An hour later, it was clear that the weather forecast had changed from our great summit window of ‘low winds and -20c’ to ‘high winds and -30c’. The wind is the killer, at 5-10 knots we were good to go, but once it gets to 20-40 knots that’s frostbite territory or worse. Our guide Adrian at Camp 3 discussed the situation on the radio with Russ (our expedition leader) at Base Camp. Russ contacted the weather station in Switzerland and got more reports from the USA which confirmed the deterioration of the forecast on our summit day. So we had to abort and go down. I was fairly philosophical. I had climbed well which improved my confidence generally, so we accepted it and packed up and made our way down. Some of our team had only just made it up to camp so I felt really sorry for them as they wearily just turned round and headed down. At least I’d had a boil in the bag ‘chicken casserole’.
Back at Camp 2, we considered our options. Either stay till tomorrow to go down, or have a quick drink and go down straight away. The slower climbers didn’t have time to recover so would stay but the rest of us were given the option. The key consideration was the Khumbu Ice fall which is more dangerous later in the day as the ice melts and is more likely to move. I was in reasonable shape and liked the idea of egg and chips at base camp so signed up with four other members and two guides to keep moving. Little did I know what I was letting myself in for…
Ice Fall Collapse in Darkness
Having decided to return straight to the comfort of base camp after aborting our summit bid, we were in high spirits and made good progress down the Western Cwm, moving well as a team hopping over the smaller crevasses and skipping across the ladders of the larger ones. Once in the ice fall, we started to split up. The faster guys pulling away whilst Naoki (Japanese), Renee (Dutch), and myself were climbing down with Adrian our lead guide at a slower pace. Half way down is the only safe resting place, it’s a flatter area called the football field where nothing is near enough to fall on you. We usually stop there for a quick drink and a snack.
As we approached this area the light was beginning to fail and a whiteout was forming. We heard the familiar thunder of an avalanche ahead. It’s hard to place where sound comes from as it echoes around the mountains and I assumed it was just in the surrounding slopes and focused on the climb down.
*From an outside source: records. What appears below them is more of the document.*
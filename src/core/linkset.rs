//! LinkSet resource-file generation
//!
//! Builds the NLM LinkOut resource documents uploaded to PubMed. Each
//! document is a `<LinkSet>` of `<Link>` entries, one per publication,
//! preceded by a DOCTYPE whose internal subset declares the `icon.url`
//! and `base.url` entities. The entity references inside the body must
//! land in the output bytes literally as `&icon.url;` / `&base.url;`:
//! the serializer escapes them to `&amp;icon.url;` like any other text,
//! so a targeted post-processing pass restores exactly those two
//! references. Other escaped ampersands in record data are left alone.

use crate::config::LinkSetConfig;
use crate::domain::errors::LinkoutError;
use crate::domain::result::Result;
use crate::domain::PublicationRecord;
use chrono::{DateTime, SecondsFormat, Utc};
use quick_xml::events::{BytesEnd, BytesStart, BytesText, Event};
use quick_xml::Writer;

const ICON_ENTITY_REF: &str = "&icon.url;";
const BASE_ENTITY_REF: &str = "&base.url;";

/// A single run's UTC timestamp, shared by every filename the run emits
#[derive(Debug, Clone, Copy)]
pub struct RunStamp {
    at: DateTime<Utc>,
}

impl RunStamp {
    /// Captures the current UTC time
    pub fn now() -> Self {
        Self { at: Utc::now() }
    }

    /// Builds a stamp from a known instant (used by tests)
    pub fn from_datetime(at: DateTime<Utc>) -> Self {
        Self { at }
    }

    /// Full ISO-8601 timestamp with colons replaced by `-` for
    /// filesystem safety
    pub fn stamp(&self) -> String {
        self.at
            .to_rfc3339_opts(SecondsFormat::Secs, true)
            .replace(':', "-")
    }

    /// The run date (`YYYY-MM-DD`), used as the filename prefix
    pub fn date(&self) -> String {
        self.at.format("%Y-%m-%d").to_string()
    }

    /// Name of the per-run output directory
    pub fn run_dir_name(&self) -> String {
        format!("{}-pubmed-linkout-files", self.stamp())
    }
}

/// Filename for one resource file
///
/// Single-page runs omit the page number; multi-page runs append a
/// five-digit zero-padded page index so files sort in page order.
pub fn page_filename(date: &str, stub: &str, page_index: usize, total_pages: usize) -> String {
    if total_pages > 1 {
        format!("{date}_{stub}_{page_index:05}.xml")
    } else {
        format!("{date}_{stub}.xml")
    }
}

/// Builds LinkSet documents from pages of publication records
///
/// The builder assumes every record already passed the selector's
/// digits-only PMID predicate and does not re-validate.
#[derive(Debug)]
pub struct LinkSetBuilder {
    config: LinkSetConfig,
    strip_prefix_len: usize,
}

impl LinkSetBuilder {
    pub fn new(config: LinkSetConfig, strip_prefix_len: usize) -> Self {
        Self {
            config,
            strip_prefix_len,
        }
    }

    /// Renders one page of records as a complete UTF-8 document
    pub fn render_page(&self, records: &[PublicationRecord]) -> Result<String> {
        let mut writer = Writer::new_with_indent(Vec::new(), b'\t', 1);

        writer
            .write_event(Event::Start(BytesStart::new("LinkSet")))
            .map_err(xml_err)?;

        for record in records {
            self.write_link(&mut writer, record)?;
        }

        writer
            .write_event(Event::End(BytesEnd::new("LinkSet")))
            .map_err(xml_err)?;

        let body = String::from_utf8(writer.into_inner())
            .map_err(|e| LinkoutError::Xml(format!("Serialized document is not UTF-8: {e}")))?;

        let mut document = self.doctype_header();
        document.push_str(&unescape_entity_refs(&body));
        document.push('\n');
        Ok(document)
    }

    /// XML prolog and DOCTYPE with the two entity declarations
    pub fn doctype_header(&self) -> String {
        format!(
            "<?xml version=\"1.0\" ?>\n\
             <!DOCTYPE LinkSet PUBLIC \"-//NLM//DTD LinkOut 1.0//EN\" \
             \"https://www.ncbi.nlm.nih.gov/projects/linkout/doc/LinkOut.dtd\" \
             [<!ENTITY icon.url \"{}\"> <!ENTITY base.url \"{}\">]>\n",
            self.config.icon_url, self.config.base_url
        )
    }

    fn write_link<W: std::io::Write>(
        &self,
        writer: &mut Writer<W>,
        record: &PublicationRecord,
    ) -> Result<()> {
        let public_id = record.item_id.stripped(self.strip_prefix_len);

        writer
            .write_event(Event::Start(BytesStart::new("Link")))
            .map_err(xml_err)?;

        write_text_element(writer, "LinkId", public_id)?;
        write_text_element(writer, "ProviderId", &self.config.provider_id)?;
        write_text_element(writer, "IconUrl", ICON_ENTITY_REF)?;

        writer
            .write_event(Event::Start(BytesStart::new("ObjectSelector")))
            .map_err(xml_err)?;
        write_text_element(writer, "Database", &self.config.target_database)?;
        writer
            .write_event(Event::Start(BytesStart::new("ObjectList")))
            .map_err(xml_err)?;
        write_text_element(writer, "ObjId", record.pmid.as_str())?;
        writer
            .write_event(Event::End(BytesEnd::new("ObjectList")))
            .map_err(xml_err)?;
        writer
            .write_event(Event::End(BytesEnd::new("ObjectSelector")))
            .map_err(xml_err)?;

        writer
            .write_event(Event::Start(BytesStart::new("ObjectUrl")))
            .map_err(xml_err)?;
        write_text_element(writer, "Base", BASE_ENTITY_REF)?;
        write_text_element(writer, "Rule", public_id)?;
        write_text_element(writer, "UrlName", &self.config.url_name)?;
        write_text_element(writer, "Attribute", &self.config.attribute)?;
        writer
            .write_event(Event::End(BytesEnd::new("ObjectUrl")))
            .map_err(xml_err)?;

        writer
            .write_event(Event::End(BytesEnd::new("Link")))
            .map_err(xml_err)?;

        Ok(())
    }
}

/// Restores the two entity references the serializer escaped
///
/// Only `&amp;icon.url;` and `&amp;base.url;` are rewritten; any other
/// `&amp;` in the document (record text, configured URL names) stays
/// escaped.
fn unescape_entity_refs(body: &str) -> String {
    body.replace("&amp;icon.url;", ICON_ENTITY_REF)
        .replace("&amp;base.url;", BASE_ENTITY_REF)
}

fn write_text_element<W: std::io::Write>(
    writer: &mut Writer<W>,
    name: &str,
    text: &str,
) -> Result<()> {
    writer
        .write_event(Event::Start(BytesStart::new(name)))
        .map_err(xml_err)?;
    writer
        .write_event(Event::Text(BytesText::new(text)))
        .map_err(xml_err)?;
    writer
        .write_event(Event::End(BytesEnd::new(name)))
        .map_err(xml_err)?;
    Ok(())
}

fn xml_err(e: impl std::fmt::Display) -> LinkoutError {
    LinkoutError::Xml(e.to_string())
}
//! Secure credential handling using the secrecy crate
//!
//! Database, FTP, and SMTP passwords live in memory as [`SecretString`],
//! which zeros its backing storage on drop and redacts Debug output.
//! Callers must go through `expose_secret()` to read the value.

use secrecy::{CloneableSecret, DebugSecret, Secret, SerializableSecret};
use serde::{Deserialize, Deserializer, Serialize, Serializer};
use zeroize::Zeroize;

/// Newtype wrapper for String that implements the required traits for Secret
#[derive(Clone, Debug, Zeroize)]
#[zeroize(drop)]
pub struct SecretValue(String);

impl CloneableSecret for SecretValue {}
impl DebugSecret for SecretValue {}
impl SerializableSecret for SecretValue {}

impl From<String> for SecretValue {
    fn from(s: String) -> Self {
        SecretValue(s)
    }
}

impl PartialEq<str> for SecretValue {
    fn eq(&self, other: &str) -> bool {
        self.0 == other
    }
}

impl AsRef<str> for SecretValue {
    fn as_ref(&self) -> &str {
        &self.0
    }
}

impl SecretValue {
    /// Check if the secret value is empty
    pub fn is_empty(&self) -> bool {
        self.0.is_empty()
    }

    /// Check if the secret value starts with a prefix
    pub fn starts_with(&self, prefix: &str) -> bool {
        self.0.starts_with(prefix)
    }

    /// Parse the secret value into another type
    pub fn parse<F: std::str::FromStr>(&self) -> Result<F, F::Err> {
        self.0.parse()
    }
}

impl Serialize for SecretValue {
    fn serialize<S>(&self, serializer: S) -> Result<S::Ok, S::Error>
    where
        S: Serializer,
    {
        self.0.serialize(serializer)
    }
}

impl<'de> Deserialize<'de> for SecretValue {
    fn deserialize<D>(deserializer: D) -> Result<Self, D::Error>
    where
        D: Deserializer<'de>,
    {
        String::deserialize(deserializer).map(SecretValue)
    }
}

/// Type alias for a secret string
pub type SecretString = Secret<SecretValue>;

/// Helper function to create a SecretString from a String
#[inline]
pub fn secret_string(value: String) -> SecretString {
    Secret::new(SecretValue::from(value))
}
That is, until Woody the guide with the faster group came on the radio to say that the ice fall had collapsed just past the football field. A few minutes later, the path that we were following just disappeared! It wasn’t there. It just stopped with a sheer drop beyond. Footsteps leading to nothing…it was surreal. Looking over the edge we could see that an area the size of a football field (another one!) had dropped about 50 feet vertically…in between our team! We found out later that the faster guys had luckily passed this area just before it happened but they had got caught in the after effects that rippled down. The ice that they were standing on moved about 10 to 15 feet up, down and sideways. They were ok but really spooked so they almost ran down the rest of the way until they were safe.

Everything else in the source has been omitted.